The Barcelona Building Construmat, held at Fira Barcelona, hosted a presentation on the Programme for Renovation of High-Complexity Buildings. The programme applies to buildings located in vulnerable areas that, due to their socio-economic reality, are often excluded from calls for applications for ordinary aid. Currently, there are 40 high-complexity buildings that are about to start renovation works, thanks to this programme.
Oriol Gil, coordinator of the programme through City Development, was in charge of explaining the Programme for Renovation of High-Complexity Buildings in Construmat. It is a pilot programme promoted by the City Council of Barcelona, which is part of the Neighbourhoods Plan, and has the support of the Housing Consortium of Barcelona, and the Municipal Institute for Housing and Renovation (IMHAB). This Plan contemplates different actions and projects in the 16 neighbourhoods where there is the most social inequality in the city of Barcelona.
Map of residential vulnerability
In order to determine which buildings have the greatest need for renovation, a study was commissioned to the Polytechnic University of Catalonia (UPC). This work was translated into a map of residential vulnerability that indicates the areas where action should be taken. Various legal, technical, economic and sociourbanistic studies have been carried out in the different communities and, with this information, the City Council has designed a renovation plan for high-complexity buildings.
The technicians of the consistory visit these buildings and get in touch with the residents to explain how the initiative works and evaluate the state of the buildings and the needs of the people who live there. “We try to respond to the structural causes that affect non-renovation and provide adequate maintenance,” said Gil.
Accompaniment to users
In the communities, there is a team of social workers, architects and legal support that accompanies the users of the buildings in the process. In the beginning, based on a prioritisation proposal, the teams go to several buildings that are candidates for renovation, and explain the programme and its advantages. An evaluation and advisory agreement is made and subsequently the agreement to begin work is signed. In the first agreement, a socio-legal, technical and economic study of the communities is carried out, in which the required actions are determined.
Based on the UPC study, a prioritisation is made to decide which buildings most need intervention. “The vulnerability study is a key point. Buildings must have a score of 50 points out of 100. The study checks whether there have been fines in recent years, people living in poverty, if there are empty flats …”, explained Gil .

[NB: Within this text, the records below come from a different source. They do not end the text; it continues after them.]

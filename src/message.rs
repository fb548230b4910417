//! Mesh wire payloads.
//!
//! Payloads are UTF-8 text with no header; the kind of a payload is decided
//! by its structure. A `Report` is exactly three colon-separated fields with
//! a numeric battery field, a reply is one of the acknowledgement shapes sent
//! back by a node, and everything else is treated as a command token.

use crate::address::NodeAddress;
use crate::error::PayloadError;
use std::fmt;

/// Reply sent for command tokens a node does not understand
pub const UNKNOWN_COMMAND_REPLY: &str = "UNKNOWN COMMAND RECEIVED";

/// A frame received from the radio
#[derive(Debug, Clone, PartialEq)]
pub struct Message {
    pub sender: NodeAddress,
    pub payload: Vec<u8>,
}

impl Message {
    pub fn new(sender: NodeAddress, payload: impl Into<Vec<u8>>) -> Self {
        Self {
            sender,
            payload: payload.into(),
        }
    }

    pub fn text(&self) -> Result<&str, PayloadError> {
        std::str::from_utf8(&self.payload).map_err(|_| PayloadError::NotUtf8)
    }

    /// Classify the payload into report, reply or command
    pub fn classify(&self) -> Result<Payload, PayloadError> {
        Ok(Payload::classify(self.text()?))
    }
}

/// Status report: `"<node_id>:<battery_volts>:<free_text>"`
#[derive(Debug, Clone, PartialEq)]
pub struct Report {
    pub node_id: String,
    pub battery: f32,
    pub text: String,
}

impl Report {
    pub fn new(node_id: impl Into<String>, battery: f32, text: impl Into<String>) -> Self {
        Self {
            node_id: node_id.into(),
            battery,
            text: text.into(),
        }
    }

    pub fn parse(payload: &str) -> Result<Self, PayloadError> {
        let parts: Vec<&str> = payload.split(':').collect();
        if parts.len() != 3 {
            return Err(PayloadError::FieldCount {
                expected: 3,
                found: parts.len(),
            });
        }

        let node_id = parts[0].trim();
        if node_id.is_empty() {
            return Err(PayloadError::EmptyField { field: "node_id" });
        }

        let battery_field = parts[1].trim();
        let battery = battery_field
            .parse::<f32>()
            .ok()
            .filter(|volts| volts.is_finite())
            .ok_or_else(|| PayloadError::InvalidBattery {
                value: battery_field.to_string(),
            })?;

        let text = parts[2].trim();

        Ok(Self {
            node_id: node_id.to_string(),
            battery,
            text: text.to_string(),
        })
    }

    pub fn to_wire(&self) -> String {
        format!("{}:{:.2}:{}", self.node_id, self.battery, self.text)
    }
}

/// Command tokens understood by mesh nodes
#[derive(Debug, Clone, PartialEq, Eq)]
pub enum Command {
    /// `REPORT` (also `REQ_REPORT`, `TEL:REPORT`)
    Report,
    /// `TEL:ON`
    CameraOn,
    /// `TEL:OFF`
    CameraOff,
    /// `SENSOR:ON`
    SensorOn,
    /// `CAMERA:<target>:<ON|OFF>`
    Camera { target: String, on: bool },
    Unknown(String),
}

impl Command {
    pub fn parse(token: &str) -> Self {
        let token = token.trim();
        match token {
            "REPORT" | "REQ_REPORT" | "TEL:REPORT" => return Command::Report,
            "TEL:ON" => return Command::CameraOn,
            "TEL:OFF" => return Command::CameraOff,
            "SENSOR:ON" => return Command::SensorOn,
            _ => {}
        }

        let parts: Vec<&str> = token.split(':').collect();
        if let ["CAMERA", target, action] = parts.as_slice() {
            if !target.is_empty() {
                match *action {
                    "ON" => {
                        return Command::Camera {
                            target: target.to_string(),
                            on: true,
                        }
                    }
                    "OFF" => {
                        return Command::Camera {
                            target: target.to_string(),
                            on: false,
                        }
                    }
                    _ => {}
                }
            }
        }

        Command::Unknown(token.to_string())
    }

    pub fn to_wire(&self) -> String {
        match self {
            Command::Report => "REPORT".to_string(),
            Command::CameraOn => "TEL:ON".to_string(),
            Command::CameraOff => "TEL:OFF".to_string(),
            Command::SensorOn => "SENSOR:ON".to_string(),
            Command::Camera { target, on } => {
                format!("CAMERA:{}:{}", target, if *on { "ON" } else { "OFF" })
            }
            Command::Unknown(token) => token.clone(),
        }
    }

    /// Resolve `CAMERA:<target>:<ON|OFF>` addressed to `node_id` into the
    /// plain camera command; other commands are returned unchanged.
    pub fn addressed_to(self, node_id: &str) -> Self {
        match self {
            Command::Camera { ref target, on } if target == node_id => {
                if on {
                    Command::CameraOn
                } else {
                    Command::CameraOff
                }
            }
            other => other,
        }
    }
}

impl fmt::Display for Command {
    fn fmt(&self, f: &mut fmt::Formatter<'_>) -> fmt::Result {
        f.write_str(&self.to_wire())
    }
}

/// Answers sent back to the sender of a command
#[derive(Debug, Clone, PartialEq)]
pub enum Reply {
    /// `"{node_id}:OK"`
    Ok { node_id: String },
    /// `"{node_id}: {status}"`
    Status { node_id: String, status: String },
    /// `"UNKNOWN COMMAND RECEIVED"`
    UnknownCommand,
}

impl Reply {
    pub fn ok(node_id: &str) -> Self {
        Reply::Ok {
            node_id: node_id.to_string(),
        }
    }

    pub fn status(node_id: &str, status: impl Into<String>) -> Self {
        Reply::Status {
            node_id: node_id.to_string(),
            status: status.into(),
        }
    }

    pub fn to_wire(&self) -> String {
        match self {
            Reply::Ok { node_id } => format!("{}:OK", node_id),
            Reply::Status { node_id, status } => format!("{}: {}", node_id, status),
            Reply::UnknownCommand => UNKNOWN_COMMAND_REPLY.to_string(),
        }
    }

    /// True if `text` has the shape of an acknowledgement or status reply
    pub fn looks_like_reply(text: &str) -> bool {
        text == "OK"
            || text == UNKNOWN_COMMAND_REPLY
            || text.ends_with(":OK")
            || text.contains(": ")
    }
}

/// Structural classification of an inbound payload
#[derive(Debug, Clone, PartialEq)]
pub enum Payload {
    Report(Report),
    Reply(String),
    Command(Command),
}

impl Payload {
    pub fn classify(text: &str) -> Self {
        let text = text.trim();
        if let Ok(report) = Report::parse(text) {
            return Payload::Report(report);
        }
        if Reply::looks_like_reply(text) {
            return Payload::Reply(text.to_string());
        }
        Payload::Command(Command::parse(text))
    }
}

In the second agreement, support is offered to the communities to mediate with industrialists and architects, so that they can carry out construction projects and ITE (Technical Inspection of Buildings). When a community has completed the work project and has adapted it to the needs of the ITE, it can seek a company to create a budget. The communities also receive support so that they can process the licenses.
When the City Council and the residents come to an agreement on the works to be carried out, the aid is processed and the renovation is carried out. The Consistory aims to make sure that renovation aid reaches the people who need it most and contributes to improving their quality of life.
The programme began in October 2017, and a preliminary study of 293 buildings was carried out. It was possible to sign agreements between the Housing Consortium and the community of neighbours for 138 buildings. After conducting a residential vulnerability study, 122 were globally vulnerable. 96 work agreements have been signed and some 61 ITE have been submitted. About 40 buildings are about to start works.
This programme includes a call for grants that helps get projects moving forward. Buildings that are identified as vulnerable can benefit from it. They must have been built before 1993 and had no renovation works done on the common elements in the last 15 years, among other requirements.
“The communities don’t have an expense plan, they don’t have financing, they don’t have the capacity to go to a bank … In this call, a payment system is introduced in which, via advances and endorsements, it’s possible to move forward,” said Gil.
The programmes and aids are aimed at different aspects of renovation, from structural pathologies, to intervention in façade works, patios, dividing walls and stairs. In addition, there are also grants aimed at improving accessibility, for example, through the installation of elevators.
Another line of aid is intended to improve facilities, such as the removal of obsolete fibre-cement elements. Finally, there are also grants aimed at energy saving and sustainability.